Признание легавым его благородства еще больше вдохновило офицера. Он почувствовал сильное воодушевление.

— Я не понимаю, что вы имеете в виду. Я не меньше вашего беспокоюсь о том, чтобы правосудие восторжествовало. Потому я и не могу обвинить невиновного.

Стоя перед столом, Жиль с трудом понимал, что происходит. Его тело и разум растворились в сером рассвете, он чувствовал, что сам становится им.

— Вы думаете, я бы его не узнал? Туман был не такой уж густой, а его лицо было совсем близко…

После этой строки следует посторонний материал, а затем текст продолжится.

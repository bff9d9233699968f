use crate::error::{Result, SyncError};
use crate::library::BookIndex;
use crate::settings::{Settings, keys};
use parking_lot::Mutex;
use rusqlite::{Connection, OptionalExtension, params};
use std::path::{Path, PathBuf};
use std::sync::Arc;

/// Durable key-value store backed by SQLite.
#[derive(Clone)]
pub struct SettingsStore {
    conn: Arc<Mutex<Connection>>,
}

impl SettingsStore {
    /// Open or create the store at the given path.
    pub fn open(path: &Path) -> Result<Self> {
        // Create parent directories if needed
        if let Some(parent) = path.parent() {
            std::fs::create_dir_all(parent)?;
        }

        let conn = Connection::open(path)
            .map_err(|e| SyncError::Storage(format!("Failed to open settings: {}", e)))?;

        let store = Self {
            conn: Arc::new(Mutex::new(conn)),
        };

        store.initialize_schema()?;
        Ok(store)
    }

    /// Open in-memory store (for testing).
    pub fn open_memory() -> Result<Self> {
        let conn = Connection::open_in_memory()
            .map_err(|e| SyncError::Storage(format!("Failed to open settings: {}", e)))?;

        let store = Self {
            conn: Arc::new(Mutex::new(conn)),
        };

        store.initialize_schema()?;
        Ok(store)
    }

    fn initialize_schema(&self) -> Result<()> {
        let conn = self.conn.lock();

        conn.execute_batch(
            r#"
            CREATE TABLE IF NOT EXISTS settings (
                key TEXT PRIMARY KEY,
                value TEXT NOT NULL
            );
            "#,
        )
        .map_err(|e| SyncError::Storage(format!("Failed to initialize schema: {}", e)))?;

        Ok(())
    }

    // ========== RAW KEY/VALUE ==========

    /// Get a value.
    pub fn get(&self, key: &str) -> Result<Option<String>> {
        let conn = self.conn.lock();
        conn.query_row(
            "SELECT value FROM settings WHERE key = ?1",
            params![key],
            |row| row.get(0),
        )
        .optional()
        .map_err(|e| SyncError::Storage(format!("Failed to read {}: {}", key, e)))
    }

    /// Set a value.
    pub fn set(&self, key: &str, value: &str) -> Result<()> {
        self.write_all(&[(key, Some(value.to_string()))])
    }

    /// Apply several writes in one transaction; `None` deletes the key.
    fn write_all(&self, entries: &[(&str, Option<String>)]) -> Result<()> {
        let mut conn = self.conn.lock();
        let tx = conn
            .transaction()
            .map_err(|e| SyncError::Storage(format!("Failed to begin transaction: {}", e)))?;

        for (key, value) in entries {
            match value {
                Some(value) => tx.execute(
                    "INSERT INTO settings (key, value) VALUES (?1, ?2)
                     ON CONFLICT (key) DO UPDATE SET value = excluded.value",
                    params![key, value],
                ),
                None => tx.execute("DELETE FROM settings WHERE key = ?1", params![key]),
            }
            .map_err(|e| SyncError::Storage(format!("Failed to write {}: {}", key, e)))?;
        }

        tx.commit()
            .map_err(|e| SyncError::Storage(format!("Failed to commit settings: {}", e)))?;
        Ok(())
    }

    // ========== TYPED ACCESS ==========

    /// Load all settings, generating a device ID on first use.
    pub fn load_settings(&self) -> Result<Settings> {
        let device_id = match self.get(keys::DEVICE_ID)? {
            Some(id) => id,
            None => {
                let id = uuid::Uuid::new_v4().to_string();
                self.set(keys::DEVICE_ID, &id)?;
                id
            }
        };

        Ok(Settings {
            server_url: self.get(keys::SERVER_URL)?,
            username: self.get(keys::USERNAME)?,
            token: self.get(keys::TOKEN)?,
            user_id: self.get(keys::USER_ID)?,
            auto_sync: self
                .get(keys::AUTO_SYNC)?
                .map(|v| v == "true")
                .unwrap_or(false),
            library_dir: self.get(keys::LIBRARY_DIR)?.map(PathBuf::from),
            device_id,
        })
    }

    /// Persist all settings in one transaction.
    pub fn save_settings(&self, settings: &Settings) -> Result<()> {
        self.write_all(&[
            (keys::SERVER_URL, settings.server_url.clone()),
            (keys::USERNAME, settings.username.clone()),
            (keys::TOKEN, settings.token.clone()),
            (keys::USER_ID, settings.user_id.clone()),
            (keys::AUTO_SYNC, Some(settings.auto_sync.to_string())),
            (
                keys::LIBRARY_DIR,
                settings
                    .library_dir
                    .as_ref()
                    .map(|p| p.to_string_lossy().to_string()),
            ),
            (keys::DEVICE_ID, Some(settings.device_id.clone())),
        ])
    }

    /// Load the book index. A missing or unreadable index starts empty.
    pub fn load_index(&self) -> Result<BookIndex> {
        let Some(raw) = self.get(keys::BOOK_INDEX)? else {
            return Ok(BookIndex::default());
        };

        match serde_json::from_str(&raw) {
            Ok(index) => Ok(index),
            Err(e) => {
                tracing::warn!(error = %e, "Stored book index is corrupt, starting empty");
                Ok(BookIndex::default())
            }
        }
    }

    /// Persist the book index.
    pub fn save_index(&self, index: &BookIndex) -> Result<()> {
        let raw = serde_json::to_string(index)
            .map_err(|e| SyncError::Storage(format!("Failed to serialize index: {}", e)))?;
        self.set(keys::BOOK_INDEX, &raw)
    }
}
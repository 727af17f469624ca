#![allow(clippy::unwrap_used)]
// File-based config loading and token lookup.

use std::path::PathBuf;
use std::time::Duration;

use pretty_assertions::assert_eq;
use secrecy::ExposeSecret;
use tempfile::TempDir;

use zerofly_config::{
    Config, ConfigError, TokenSource, load_config_from, prepare_token_dir, read_token_file,
    resolve_token_from_files, save_config_to, to_daemon_config,
};

// ── Loading ─────────────────────────────────────────────────────────

#[test]
fn test_missing_file_yields_defaults() {
    let dir = TempDir::new().unwrap();
    let config = load_config_from(&dir.path().join("config.toml")).unwrap();
    assert_eq!(config, Config::default());
}

#[test]
fn test_sections_override_defaults() {
    let dir = TempDir::new().unwrap();
    let path = dir.path().join("config.toml");
    std::fs::write(
        &path,
        r#"
[daemon]
url = "http://127.0.0.1:9994/"
token_file = "/tmp/zt-token"
elevate = ""

[sync]
poll_interval_ms = 500
follow_up_refresh_ms = [250]

[commands]
max_concurrent = 4
"#,
    )
    .unwrap();

    let config = load_config_from(&path).unwrap();
    assert_eq!(config.daemon.url, "http://127.0.0.1:9994/");
    assert_eq!(config.daemon.token_file, Some(PathBuf::from("/tmp/zt-token")));
    // Untouched keys keep their defaults.
    assert_eq!(config.daemon.service_unit, "zerotier-one");
    assert_eq!(config.sync.backoff_max_secs, 30);

    let daemon = to_daemon_config(&config, "t".to_owned().into()).unwrap();
    assert_eq!(daemon.sync.poll_interval, Duration::from_millis(500));
    assert_eq!(daemon.sync.follow_up_refresh, vec![Duration::from_millis(250)]);
    assert_eq!(daemon.max_concurrent_commands, 4);
    assert_eq!(daemon.elevate, None);
}

#[test]
fn test_wrong_type_is_a_load_error() {
    let dir = TempDir::new().unwrap();
    let path = dir.path().join("config.toml");
    std::fs::write(&path, "[sync]\npoll_interval_ms = \"fast\"\n").unwrap();

    assert!(matches!(load_config_from(&path), Err(ConfigError::Figment(_))));
}

#[test]
fn test_saved_config_loads_back() {
    let dir = TempDir::new().unwrap();
    let path = dir.path().join("nested").join("config.toml");

    let mut config = Config::default();
    config.daemon.host_timeout_secs = 90;
    config.defaults.output = "json".into();
    save_config_to(&config, &path).unwrap();

    assert_eq!(load_config_from(&path).unwrap(), config);
}

// ── Token files ─────────────────────────────────────────────────────

#[test]
fn test_token_file_is_trimmed() {
    let dir = TempDir::new().unwrap();
    let path = dir.path().join("authtoken.secret");
    std::fs::write(&path, "  abc123token\n").unwrap();

    let token = read_token_file(&path).unwrap().unwrap();
    assert_eq!(token.expose_secret(), "abc123token");
}

#[test]
fn test_first_non_empty_file_wins() {
    let dir = TempDir::new().unwrap();
    let missing = dir.path().join("missing");
    let blank = dir.path().join("blank");
    let real = dir.path().join("real");
    let later = dir.path().join("later");
    std::fs::write(&blank, "\n").unwrap();
    std::fs::write(&real, "from-real").unwrap();
    std::fs::write(&later, "from-later").unwrap();

    let resolved =
        resolve_token_from_files(&[missing, blank, real.clone(), later]).unwrap();
    assert_eq!(resolved.token.expose_secret(), "from-real");
    assert_eq!(resolved.source, TokenSource::File(real));
}

#[test]
fn test_no_token_lists_searched_locations() {
    let dir = TempDir::new().unwrap();
    let missing = dir.path().join("authtoken.secret");

    let err = resolve_token_from_files(std::slice::from_ref(&missing)).unwrap_err();
    let ConfigError::NoToken { searched } = err else {
        panic!("expected NoToken, got {err:?}");
    };
    assert!(searched.contains("ZEROFLY_TOKEN"));
    assert!(searched.contains(&missing.display().to_string()));
}

// ── Token provisioning ──────────────────────────────────────────────

#[test]
fn test_token_dir_is_created_and_owner_reported() {
    let dir = TempDir::new().unwrap();
    let dest = dir.path().join("zerofly").join("authtoken.secret");

    let owner = prepare_token_dir(&dest).unwrap();
    assert!(dest.parent().unwrap().is_dir());
    assert!(!dest.exists());

    #[cfg(unix)]
    {
        use std::os::unix::fs::MetadataExt;
        let meta = std::fs::metadata(dir.path()).unwrap();
        assert_eq!(owner, Some((meta.uid(), meta.gid())));
    }
    #[cfg(not(unix))]
    assert_eq!(owner, None);
}
// zerofly-api: Async Rust client for the ZeroTier One local control API

pub mod client;
pub mod error;
pub mod models;
pub mod networks;
pub mod node;
pub mod peers;
pub mod transport;

pub use client::{AUTH_HEADER, DaemonClient};
pub use error::Error;
pub use models::{
    NetworkConfigUpdate, NetworkInfo, NodeStatus, PathInfo, PeerInfo, RouteInfo,
};
pub use transport::TransportConfig;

Дальше можно было не продолжать. Игла пронзила черепа троих мужчин и связала их прочной белой нитью внезапного понимания. Жиль невольно повернул свою голову. Он вдруго отчетливо вспомнил свое лицо рядом с лицом офицера. Что касается комиссара, то он не мог не заметить, как дрогнул голос, произнесший: «его лицо». На какое-то мгновение все трое почувствовали себя сообщниками. В то же время — и это должно быть понятно каждому, кто сам хоть раз в своей жизни оказывался в подобном двусмысленном положении, — полицейский постарался подавить в себе это понимание, ибо оно таило в себе опасность для его существования. Он заглушил его в себе, загнал в глубины своего подсознания. Лейтенант же продолжал свою тайную игру. Он превзошел самого себя. Теперь он чувствовал себя гораздо увереннее. Он ощущал, как крепнет его мистическая связь с молодым каменщиком, в то время как внешне он, казалось, все больше удаляется от него, ибо, отрицая нападение, он поступал благородно. И это делало его неуязвимым для окружающих. Однако лейтенант не признавал за собой права на благородный поступок, он мотивировал свое поведение снисходительностью по отношению к преступнику и даже, более того, готов был признать свое моральное соучастие в преступлении. Это осознание собственной вины с неизбежностью должно было его погубить. Лейтенант Себлон оскорбил комиссара. Он держал себя с ним крайне вызывающе. Тот, в свою очередь, догадывался, что в основе жалких кривляний лейтенанта лежит его стремление руководствоваться в своем поведении законами красоты. Ему хотелось превзойти Жиля. Те же причины, которые заставляли лейтенанта Себлона раньше пасовать перед Кэрелем, теперь побуждали его отрицать нападение со стороны Жиля.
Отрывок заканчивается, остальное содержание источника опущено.